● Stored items
BEGIN
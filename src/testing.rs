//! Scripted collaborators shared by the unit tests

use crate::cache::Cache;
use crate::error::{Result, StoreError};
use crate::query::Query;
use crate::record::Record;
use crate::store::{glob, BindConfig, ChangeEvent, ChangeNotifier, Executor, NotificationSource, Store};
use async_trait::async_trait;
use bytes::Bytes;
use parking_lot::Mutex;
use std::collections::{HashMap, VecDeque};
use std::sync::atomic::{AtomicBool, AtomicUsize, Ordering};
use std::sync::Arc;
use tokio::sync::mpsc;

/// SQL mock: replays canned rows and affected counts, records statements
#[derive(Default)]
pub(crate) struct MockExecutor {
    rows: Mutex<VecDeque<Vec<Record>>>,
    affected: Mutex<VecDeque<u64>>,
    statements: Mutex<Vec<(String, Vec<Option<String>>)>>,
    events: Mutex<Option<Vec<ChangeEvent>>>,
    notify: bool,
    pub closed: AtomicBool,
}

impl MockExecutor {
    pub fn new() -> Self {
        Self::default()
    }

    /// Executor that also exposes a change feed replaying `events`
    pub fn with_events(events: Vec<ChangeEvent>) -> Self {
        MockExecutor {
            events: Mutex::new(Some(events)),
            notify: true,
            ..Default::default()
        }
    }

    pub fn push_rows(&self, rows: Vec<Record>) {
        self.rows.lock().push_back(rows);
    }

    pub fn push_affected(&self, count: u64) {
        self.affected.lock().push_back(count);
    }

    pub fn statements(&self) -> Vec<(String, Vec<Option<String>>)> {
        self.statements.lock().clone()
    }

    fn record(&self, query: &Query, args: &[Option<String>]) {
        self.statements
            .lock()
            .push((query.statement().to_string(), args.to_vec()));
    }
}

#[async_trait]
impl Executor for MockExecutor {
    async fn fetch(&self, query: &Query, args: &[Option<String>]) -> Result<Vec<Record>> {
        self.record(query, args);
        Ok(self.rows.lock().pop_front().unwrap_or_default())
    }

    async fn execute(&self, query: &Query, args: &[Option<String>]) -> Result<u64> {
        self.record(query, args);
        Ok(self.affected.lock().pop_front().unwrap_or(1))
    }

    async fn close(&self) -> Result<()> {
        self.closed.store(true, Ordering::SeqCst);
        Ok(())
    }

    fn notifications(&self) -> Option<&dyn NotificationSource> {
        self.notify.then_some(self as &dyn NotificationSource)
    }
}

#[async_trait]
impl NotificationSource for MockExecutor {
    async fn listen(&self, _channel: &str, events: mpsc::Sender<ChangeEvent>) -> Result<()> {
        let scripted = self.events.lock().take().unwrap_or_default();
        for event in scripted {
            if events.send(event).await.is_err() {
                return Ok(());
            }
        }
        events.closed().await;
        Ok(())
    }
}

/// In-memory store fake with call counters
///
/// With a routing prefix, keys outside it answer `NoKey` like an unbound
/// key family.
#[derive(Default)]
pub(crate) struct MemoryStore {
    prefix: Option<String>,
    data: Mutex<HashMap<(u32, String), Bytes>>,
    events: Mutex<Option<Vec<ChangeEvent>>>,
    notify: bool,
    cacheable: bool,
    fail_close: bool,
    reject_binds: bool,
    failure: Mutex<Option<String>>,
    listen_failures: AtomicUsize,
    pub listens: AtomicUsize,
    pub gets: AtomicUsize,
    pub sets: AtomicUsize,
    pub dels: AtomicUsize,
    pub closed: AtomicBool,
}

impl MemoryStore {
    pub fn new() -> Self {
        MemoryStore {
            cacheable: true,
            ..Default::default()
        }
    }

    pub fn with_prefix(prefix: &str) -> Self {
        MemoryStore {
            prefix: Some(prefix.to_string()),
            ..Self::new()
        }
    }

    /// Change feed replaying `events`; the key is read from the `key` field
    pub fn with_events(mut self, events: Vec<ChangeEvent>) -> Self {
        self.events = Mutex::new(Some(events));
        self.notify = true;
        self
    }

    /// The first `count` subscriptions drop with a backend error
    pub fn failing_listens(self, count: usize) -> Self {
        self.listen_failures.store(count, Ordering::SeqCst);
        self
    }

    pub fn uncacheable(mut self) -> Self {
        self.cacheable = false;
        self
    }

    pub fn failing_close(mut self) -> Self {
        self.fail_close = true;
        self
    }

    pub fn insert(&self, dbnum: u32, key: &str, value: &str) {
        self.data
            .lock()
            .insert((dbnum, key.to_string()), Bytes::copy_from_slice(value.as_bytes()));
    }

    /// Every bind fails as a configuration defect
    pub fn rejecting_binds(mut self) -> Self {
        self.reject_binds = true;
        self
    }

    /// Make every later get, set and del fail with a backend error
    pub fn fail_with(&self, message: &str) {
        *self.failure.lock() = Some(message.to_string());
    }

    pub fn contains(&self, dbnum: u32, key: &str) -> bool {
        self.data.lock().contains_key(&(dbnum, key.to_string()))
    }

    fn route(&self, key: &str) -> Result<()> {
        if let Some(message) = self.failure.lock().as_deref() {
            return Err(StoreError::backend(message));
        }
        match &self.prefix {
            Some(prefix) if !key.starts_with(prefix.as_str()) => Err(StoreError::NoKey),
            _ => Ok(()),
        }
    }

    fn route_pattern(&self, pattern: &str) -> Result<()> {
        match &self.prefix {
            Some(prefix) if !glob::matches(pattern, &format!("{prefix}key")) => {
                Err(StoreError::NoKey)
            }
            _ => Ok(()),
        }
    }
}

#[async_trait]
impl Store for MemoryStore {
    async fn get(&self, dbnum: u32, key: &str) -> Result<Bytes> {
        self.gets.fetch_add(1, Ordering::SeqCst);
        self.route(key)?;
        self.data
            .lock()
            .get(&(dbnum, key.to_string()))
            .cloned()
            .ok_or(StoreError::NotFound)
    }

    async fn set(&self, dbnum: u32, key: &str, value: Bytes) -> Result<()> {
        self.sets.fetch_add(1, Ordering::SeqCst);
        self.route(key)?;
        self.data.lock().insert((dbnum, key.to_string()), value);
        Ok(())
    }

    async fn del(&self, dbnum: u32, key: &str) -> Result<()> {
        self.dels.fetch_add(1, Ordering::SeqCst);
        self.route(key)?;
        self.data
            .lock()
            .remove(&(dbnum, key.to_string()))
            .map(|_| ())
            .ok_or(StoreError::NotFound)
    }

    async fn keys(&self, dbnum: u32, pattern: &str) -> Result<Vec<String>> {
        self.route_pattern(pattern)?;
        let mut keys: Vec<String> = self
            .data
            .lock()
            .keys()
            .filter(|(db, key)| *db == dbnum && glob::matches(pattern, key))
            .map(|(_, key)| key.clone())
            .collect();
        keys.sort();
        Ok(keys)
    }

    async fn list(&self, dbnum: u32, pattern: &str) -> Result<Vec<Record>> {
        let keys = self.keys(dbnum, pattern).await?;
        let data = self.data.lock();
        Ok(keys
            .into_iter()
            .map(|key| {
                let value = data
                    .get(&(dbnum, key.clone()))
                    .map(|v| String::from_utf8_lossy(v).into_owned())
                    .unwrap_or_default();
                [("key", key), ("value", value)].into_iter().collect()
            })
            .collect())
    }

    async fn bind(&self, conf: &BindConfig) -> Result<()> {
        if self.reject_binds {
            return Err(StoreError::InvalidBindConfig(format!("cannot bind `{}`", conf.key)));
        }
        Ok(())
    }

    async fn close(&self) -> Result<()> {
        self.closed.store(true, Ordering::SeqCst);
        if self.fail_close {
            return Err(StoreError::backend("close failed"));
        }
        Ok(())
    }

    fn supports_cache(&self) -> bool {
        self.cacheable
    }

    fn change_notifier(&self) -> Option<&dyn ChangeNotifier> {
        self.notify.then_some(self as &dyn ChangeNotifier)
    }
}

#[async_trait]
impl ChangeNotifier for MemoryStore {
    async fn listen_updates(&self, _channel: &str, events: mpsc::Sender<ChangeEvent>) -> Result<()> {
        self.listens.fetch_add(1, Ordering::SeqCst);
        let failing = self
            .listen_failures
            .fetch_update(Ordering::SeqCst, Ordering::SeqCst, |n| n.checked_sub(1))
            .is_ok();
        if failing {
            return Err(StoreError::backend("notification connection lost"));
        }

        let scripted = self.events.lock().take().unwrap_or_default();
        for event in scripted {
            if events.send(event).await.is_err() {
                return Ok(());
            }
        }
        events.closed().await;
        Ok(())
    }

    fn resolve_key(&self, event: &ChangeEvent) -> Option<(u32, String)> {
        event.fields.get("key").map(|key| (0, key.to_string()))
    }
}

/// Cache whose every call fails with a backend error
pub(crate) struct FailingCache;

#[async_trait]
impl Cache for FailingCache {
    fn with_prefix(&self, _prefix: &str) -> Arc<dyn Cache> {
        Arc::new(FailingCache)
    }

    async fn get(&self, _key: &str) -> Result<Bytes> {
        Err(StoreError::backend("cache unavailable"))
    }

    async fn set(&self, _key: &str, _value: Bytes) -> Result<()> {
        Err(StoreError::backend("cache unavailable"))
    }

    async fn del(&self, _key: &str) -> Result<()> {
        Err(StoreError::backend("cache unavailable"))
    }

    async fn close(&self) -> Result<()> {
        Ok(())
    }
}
END
● Work item
Above are the records; repeat exactly the lines from the one holding "self.route_pattern(pattern)?;" down to the one holding "let value = data", end lines included.

● Task response
        self.route_pattern(pattern)?;
        let mut keys: Vec<String> = self
            .data
            .lock()
            .keys()
            .filter(|(db, key)| *db == dbnum && glob::matches(pattern, key))
            .map(|(_, key)| key.clone())
            .collect();
        keys.sort();
        Ok(keys)
    }

    async fn list(&self, dbnum: u32, pattern: &str) -> Result<Vec<Record>> {
        let keys = self.keys(dbnum, pattern).await?;
        let data = self.data.lock();
        Ok(keys
            .into_iter()
            .map(|key| {
                let value = data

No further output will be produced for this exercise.